DATASET EXTRACT:

╔══

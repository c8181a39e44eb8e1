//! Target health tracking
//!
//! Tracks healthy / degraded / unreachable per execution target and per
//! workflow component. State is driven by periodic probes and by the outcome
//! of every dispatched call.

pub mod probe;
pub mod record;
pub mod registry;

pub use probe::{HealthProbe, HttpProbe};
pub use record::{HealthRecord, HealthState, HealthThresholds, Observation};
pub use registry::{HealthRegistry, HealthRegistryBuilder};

╚══

DIRECTIONS FOR THIS TASK: An exact copy of every record is needed, so retype them all.

EXERCISE OUTPUT:
repository c8181a39e44eb8e1
//! Target health tracking
//!
//! Tracks healthy / degraded / unreachable per execution target and per
//! workflow component. State is driven by periodic probes and by the outcome
//! of every dispatched call.

pub mod probe;
pub mod record;
pub mod registry;

pub use probe::{HealthProbe, HttpProbe};
pub use record::{HealthRecord, HealthState, HealthThresholds, Observation};
pub use registry::{HealthRegistry, HealthRegistryBuilder};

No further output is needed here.